The Idoani Confederacy or Ido-ani confederation was a traditional state based in the town of Idoani in the Ose Local Government Area of Ondo State, Nigeria. The origins of the state date back to 1880 in the Kiriji/Ekiti Parapo war theatre at the height of the Yoruba Civil Wars when six separate villages/communities around the Ose river came together for the purpose of mutual protection from powerful warlords like Aduloju of Ado Ekiti and Ogedengbe of Ilesha encroaching and raiding the area while uprooting Ibadan hegemonic influences.

==Early years==
The present confederacy, which dates to 1880, includes six eastern Yoruba communes: Ido, Amusigbo, Isure, Iyayu, Isewa and Ako.
Some of these communities operated as a Diarchy, having two concurrent rulers in the past.
The communities that formed the confederacy had suffered heavily during the 19th century Yoruba wars, with many people migrating to other areas like Owo and Ado and other locations. Idoani had been a well fortified base of Ibadan power in the Akoko country and so, it was besieged in 1978 by the Parapo forces. Facing the combined forces of the Ijesha and Ekiti, in 1879 they were forced to ask for help from Ibadan, and formed the confederacy the next year.

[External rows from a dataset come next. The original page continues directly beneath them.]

//! # Configuration Module
//!
//! 백엔드 서비스의 설정 관리를 담당하는 모듈입니다.
//! Spring Framework의 `@Configuration` 클래스와 유사한 역할을 수행하며,
//! 환경 변수 기반의 설정값들을 중앙집중식으로 관리합니다.
//!
//! ## 모듈 구성
//!
//! - [`data_config`] - 서버, 실행 환경, Rate Limiting, CORS 설정
//!
//! ## 환경 변수 설정 가이드
//!
//! ```bash
//! # 프로필 (.env.dev / .env.prod 선택)
//! export PROFILE="dev"
//!
//! # 서버 설정
//! export HOST="0.0.0.0"
//! export PORT="8080"
//! export SERVER_WORKERS="4"
//!
//! # Rate Limiting
//! export RATE_LIMIT_PER_SECOND="100"
//! export RATE_LIMIT_BURST_SIZE="200"
//!
//! # CORS
//! export CORS_ALLOWED_ORIGINS="http://localhost:3000,https://app.example.com"
//!
//! # 로깅
//! export RUST_LOG="info,actix_web=debug"
//! ```
//!
//! ## Spring과의 비교
//!
//! | Spring | Rust (이 프로젝트) |
//! |--------|-------------------|
//! | `@Configuration` | `pub struct Config` |
//! | `@Value("${property}")` | `env::var("PROPERTY")` |
//! | `@Profile("dev")` | `Environment::Development` |
//! | `application.yml` | `.env` 파일 |

pub mod data_config;

pub use data_config::*;
//! # HTTP Request Handlers Module
//!
//! HTTP 요청을 처리하는 핸들러 함수들을 정의하는 모듈입니다.
//! Spring Framework의 Controller 레이어와 동일한 역할을 수행하며,
//! ActixWeb 프레임워크를 기반으로 구현되었습니다.
//!
//! ## 아키텍처 위치
//!
//! ```text
//! ┌─────────────────────────────────────────────┐
//!   Client (Browser, Mobile App, API Client)
//! └─────────────────────┬───────────────────────┘
//!                       │ HTTP Request/Response
//! ┌─────────────────────▼───────────────────────┐
//!   Handlers (이 모듈) - JSON 해석, 상태 코드        ← Web Layer
//! ├─────────────────────────────────────────────┤
//!   Services - 생성 오케스트레이션                   ← Service Layer
//! ├─────────────────────────────────────────────┤
//!   Entities / Value Objects - 검증 규칙            ← Domain Layer
//! └─────────────────────────────────────────────┘
//! ```
//!
//! ## 에러 처리
//!
//! 핸들러는 `AppResult<HttpResponse>`를 반환합니다. 도메인의 `ValidationError`는
//! `?`로 `AppError`로 변환되고, `AppError`의 `ResponseError` 구현이
//! 400/500 JSON 응답을 만듭니다.
//!
//! ```rust,ignore
//! #[post("")]
//! pub async fn create_user(
//!     service: web::Data<UserService>,
//!     payload: web::Json<CreateUserRequest>,
//! ) -> AppResult<HttpResponse> {
//!     let response = service.create_user(payload.into_inner())?;
//!     Ok(HttpResponse::Ok().json(response))
//! }
//! ```

pub mod users;
//! # Data Transfer Objects (DTO) Module
//!
//! API 경계에서 데이터를 전송하기 위한 객체들을 정의하는 모듈입니다.
//! Spring Framework의 `@RequestBody`, `@ResponseBody`와 동일한 역할을 수행하며,
//! 클라이언트와 서버 간의 데이터 계약(Contract)을 명확히 정의합니다.
//!
//! ## Spring Framework와의 비교
//!
//! | Spring | 이 시스템 | 역할 |
//! |--------|-----------|------|
//! | `@RequestBody` | `request` 모듈 | HTTP 요청 본문 매핑 |
//! | `@ResponseBody` | `response` 모듈 | HTTP 응답 본문 매핑 |
//! | `@JsonProperty` | `serde` annotations | JSON 필드 매핑 |
//! | Mapper 클래스 | `From<&User> for UserResponse` | 엔티티 → DTO 변환 |
//!
//! ## 설계 원칙
//!
//! - **내부 표현 vs 외부 표현**: 엔티티의 비공개 필드는 DTO를 통해서만 노출
//! - **표시 형식 분리**: CPF는 엔티티에서 정규형, 응답에서는 포맷된 문자열
//! - **검증 위치**: DTO는 형태만, 규칙은 도메인 엔티티에서

pub mod users;

pub use users::*;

British missionaries introduced Christianity in the late 19th century, along with new farming methods, and Idoani became part of the Lagos colony, later the protectorate of Nigeria.
The communities were merged in 1921. The first confederate traditional ruler was appointed after the death of Alani Adesunloye Atewogboye on 3 January 1921.
Falade I ruled as Alani from 1921 to 1958, and was succeeded by Akingboye Falade II on his death.

==Disputed succession==

In the early 1970s, Akingboye Falade II died and a temporary regent was installed by the traditional authorities, who ended up ruling for 14 years due to a dispute between the chiefs and the government over the succession process.
The military government then installed an Alani of their choice in the traditional ruler's palace, who was accepted by some but not all of the chiefs.

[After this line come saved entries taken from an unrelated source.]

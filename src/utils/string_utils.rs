//! # 문자열 유틸리티
//!
//! 도메인 검증에서 공통으로 사용하는 문자열 처리 함수들입니다.

/// 문자열이 유효한지 확인 (빈 문자열이 아니고 공백만으로 구성되지 않음)
///
/// # 인자
/// * `value` - 확인할 문자열
///
/// # 반환값
/// * `true` - 유효한 문자열
/// * `false` - 빈 문자열이거나 공백만 있는 경우
///
/// # 예제
/// ```rust,ignore
/// use crate::utils::string_utils::is_valid_string;
///
/// assert_eq!(is_valid_string("Maria"), true);
/// assert_eq!(is_valid_string("   "), false);
/// assert_eq!(is_valid_string(""), false);
/// ```
pub fn is_valid_string(value: &str) -> bool {
    !value.trim().is_empty()
}

/// 10진수 숫자(0-9)만 남기고 나머지 문자를 모두 제거합니다.
///
/// 구분 기호(`.`, `-`), 공백, 문자 등은 모두 버려집니다.
/// ASCII 숫자만 인정하며, 다른 문자 체계의 숫자(예: `٣`)는 제거 대상입니다.
///
/// # 예제
/// ```rust,ignore
/// use crate::utils::string_utils::digits_only;
///
/// assert_eq!(digits_only("123.456.789-09"), "12345678909");
/// assert_eq!(digits_only("abc"), "");
/// ```
pub fn digits_only(value: &str) -> String {
    value.chars().filter(|c| c.is_ascii_digit()).collect()
}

When the civilian Bamidele Olumilua became governor (1992–1993) he imposed traditional law, and Oba Aderemi Atewogboye was elected.
However, the usurper remained in the palace, and the town was divided between the two.
After the return to military rule, the Administrator of Ondo State from August 1996 to August 1998, Anthony Onyearugbulem, presented the staff of office to the rival Alani of Idoani, a person said by some to have no royal blood.

==Recent times==

With the return to civilian government in 1999, Aderemi Atewogboye was recognized as the ruler.
He continues to perform duties such as intervening in family disputes or cases of violence against women.
In April 2009 he led a delegation of several hundred people from the Ose community to protest against delays in ratifying that area's designate for a commissioner in the state government.
In 2009 Atewogboye called on the government to improve the roads, which had suffered years of neglect and were impassable at some times of the year.
Oba Atewogboye died in 2010, his daughter Princess Adetutu Atweogboye served as regent from 2010 to 2016. Oba General Olufemi Olutoye was crowned after the regency.